A secondary, but equally pressing concern in Jerusalem is that the regime has not yet fallen. While never explicitly declared as a military objective, regime change has been the unofficial policy undercurrent of the entire conflict. So far, Tehran has successfully managed to cling to power. Yet, senior Israeli intelligence officials maintain that a collapse from within remains a distinct possibility—provided the crippling economic blockade is sustained through the end of 2026. If the blockade and economic warfare are traded away for a partial agreement today, that window permanently closes. Meanwhile, domestic repression continues apace; just this morning, Iran executed a man accused of sending information to the US and Israel during the war. Cutting this deal now would not just throw Tehran a financial lifeline—it would constitute a total abandonment of the Iranian protesters who began this entire conflict.
Segal also discusses Lebanon, where fighting has escalated but Israel has pretty much held its fire until Iran stopped fighting. Tehran wants to link the Iran peace deal to Lebanon, allowing Hezbollah to continue attacking Israel. Israelis won’t stand for that, or so I think. Segal sums up the deal this way:
For a leader who has spent decades building his brand as the sole guarantor of Israeli security, accepting a deal that leaves the regime intact, Hezbollah armed, the ballistic missile program recovering, and Tehran flush with sanctions relief is electoral assisted suicide for Netanyahu. Hanging in the balance of these negotiations is the fate of more than one regime.
To me, this seems like a bad deal for the U.S. and especially for Israel. Nuclear enrichment could continue with the unenriched uranium possessed by Iran, it could eventually build a bomb, Hezbollah might persist as a threat to Israel, there is no regime change (we’re blowing a chance for one, says Segal), and the fate of the Strait of Hormuz remains unclear. Trump just keeps putting up deadline after deadline and then ignoring them, hoping that something will fall into place.
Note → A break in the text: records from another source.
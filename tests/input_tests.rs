use termion::event::Key;
use vimflowy::input::keys::{Canonicalizer, Convention, KeyParseError, KeySequence, ESCAPE};
use vimflowy::input::KeyEvent;

fn key(s: &str) -> KeyEvent {
    s.parse().expect("valid key")
}

#[test]
fn test_ctrl_key_from_terminal() {
    let event = KeyEvent::from(Key::Ctrl('k'));
    assert_eq!(event, key("ctrl-k"));
}

#[test]
fn test_backtab_is_shift_tab() {
    let event = KeyEvent::from(Key::BackTab);
    assert_eq!(event.key, "Tab");
    assert!(event.modifiers.shift);
}

#[test]
fn test_ctrl_space_from_terminal() {
    let c = Canonicalizer::new(Convention::Transparent);
    assert_eq!(c.token(&KeyEvent::from(Key::Null)).as_str(), "ctrl- ");
}

#[test]
fn test_uppercase_char_implies_shift() {
    let event = KeyEvent::from(Key::Char('G'));
    assert!(event.modifiers.shift);
    assert_eq!(event, key("G"));
}

#[test]
fn test_same_event_same_token() {
    let c = Canonicalizer::new(Convention::Strict);
    let a = c.token(&key("alt-H"));
    let b = c.token(&key("alt-H"));
    assert_eq!(a, b);
    assert_eq!(a.as_str(), "alt-h");
}

#[test]
fn test_custom_escape_aliases() {
    let c = Canonicalizer::with_escape_aliases(Convention::Transparent, ["ctrl-c"]);
    assert_eq!(c.token(&key("ctrl-c")).as_str(), ESCAPE);
    assert_eq!(c.token(&key("Escape")).as_str(), "Escape");
}

#[test]
fn test_parse_errors() {
    assert_eq!("".parse::<KeyEvent>(), Err(KeyParseError::Empty));
    assert_eq!(
        "ctrl-".parse::<KeyEvent>(),
        Err(KeyParseError::MissingKey("ctrl-".to_string()))
    );
    let err = anyhow::Error::from(KeyParseError::Empty);
    assert_eq!(err.to_string(), "empty key description");
}

#[test]
fn test_space_keyword() {
    assert_eq!(key("space").key, " ");
    assert!(key("ctrl-space").modifiers.ctrl);
}

#[test]
fn test_sequence_from_chars() {
    let seq = KeySequence::chars("dw");
    let tokens: Vec<&str> = seq.tokens().iter().map(|t| t.as_str()).collect();
    assert_eq!(tokens, vec!["d", "w"]);
}

#[test]
fn test_default_aliases_all_canonicalize_to_escape() {
    let config = vimflowy::config::Config::default();
    let c = Canonicalizer::with_escape_aliases(Convention::Transparent, config.escape_aliases);
    for alias in ["Escape", "Esc", "ctrl-["] {
        assert_eq!(c.token(&key(alias)).as_str(), ESCAPE, "{}", alias);
    }
    assert_ne!(c.token(&key("[")).as_str(), ESCAPE);
}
So I ask readers to weigh in by checking one box in this unscientific poll. I’ve given a deadline, but am just assessing reader sentiment here; so please check a box:

It is humiliating to start a just war, and lose it. USA as the “leader and effector of the free world,” is now a joke.
Imagine those left behind of Americans whose son or daughter died for this “cause.”
Imagine the deaths of tens of thousands of citizens who objected to living under the thumb of a theocratic dictatorship. They thought the Leader of the Free World would unhinge their slavery state.
Humiliation.
We have a madman as the [italics start] supposed [end italics] leader of the free world.
In reply to an earlier question, he has done only one good thing during his reign:
He proved that we weren’t diligent in our fight for freedom for all; that it was easy to slip back to apathy and evil.
He’s not a madman by any measure. He is an amoral coward.
https://www.dictionary.com/browse/sociopath
Well, yes, I do believe that in a democracy the elected leader does fundamentally reflect the character of the people. After all, their tribunes (also elected) can remove him from office if he displeases them. So there is that.
Foreigners don’t let Americans as a class off the hook just because some of them protest that “Trump isn’t my President!” Yes he is.
I’m not sure if my edit was rejected or I just didn’t submit it correctly. It was:
I still believe in our form of democracy and that we can correct this. This time, we’ll have learned due diligence.
‘This time, we’ll have learned due diligence.’
Sounds a tad optimistic to me. If the country didn’t learn its mistake the first time round, i.e. through attempted vote rigging, election lies, a wholesale attempt to derail the democratic process. An attempted insurrection started by the idiot in chief. Not to mention his shocking ignorance, bullying of opponents and attempted interference with nationally crucial legal processes.
Then it’s not gonna learn from his latest shit show either.
Not to mention that the next Dem administration will be immersed in the same zeitgeist — resentment and revenge. After Nixon came serious attempts at reform (the 1975 Church Committee, etc.); after iDJT will come a deluge of payback; rinse and repeat. Turning and turning in the widening gyre….
“Freedom for all” means what? Open borders? The “freedom” of men to invade women’s sports and spaces? Race-based hiring and university admissions? I dislike Trump too but he has done some good things IMO – got the border under control, put the brakes on takeovers of institutions by DEI and radical trans ideology, standing with Israel, etc. Just imagine an alternate reality where Kamala had won.
Kamala lost not because Trump was so great but because she stood for widely unpopular policies – mass illegal immigration, men in women’s sports and spaces, and race-based discrimination. The “Kamala is for they/them, Trump is for you” ad was a killer.
Agreed, that ad really put a nail in the coffin of Harris’ presidential campaign.
Though Kamala was certainly not the best possible candidate to offer on the Democratic ticket, Trump was and remains the worst of all possible choices. So as far as imagining an “alternate reality where Kamala had won”, I can do that easily and am quite certain the country and the world would be in a much better place than it is now.
I mentioned none of those things. Why would anyone think that if I’m for freedom I would automatically be for everything on your list?
For the record, I am mostly against trans in women’s sports, want border control and helping Israel.
All of these can be under discussion. The far right and far far left seems to only consider ‘their’ dogma.
In the long run, however: Though I disliked Harris (and Hillary as well–i think she is an opportunist of the worst stripe) I believe both would have caused far less damage to our country and the world, and would have been responsible for far less deaths on this planet.
Thanks for the clarification. I still wonder though what you think Kamala would’ve done better. I regard the things I listed as “damage to our country” and she would’ve furthered such damage. I also doubt she would’ve supported Israel to the extent Trump has.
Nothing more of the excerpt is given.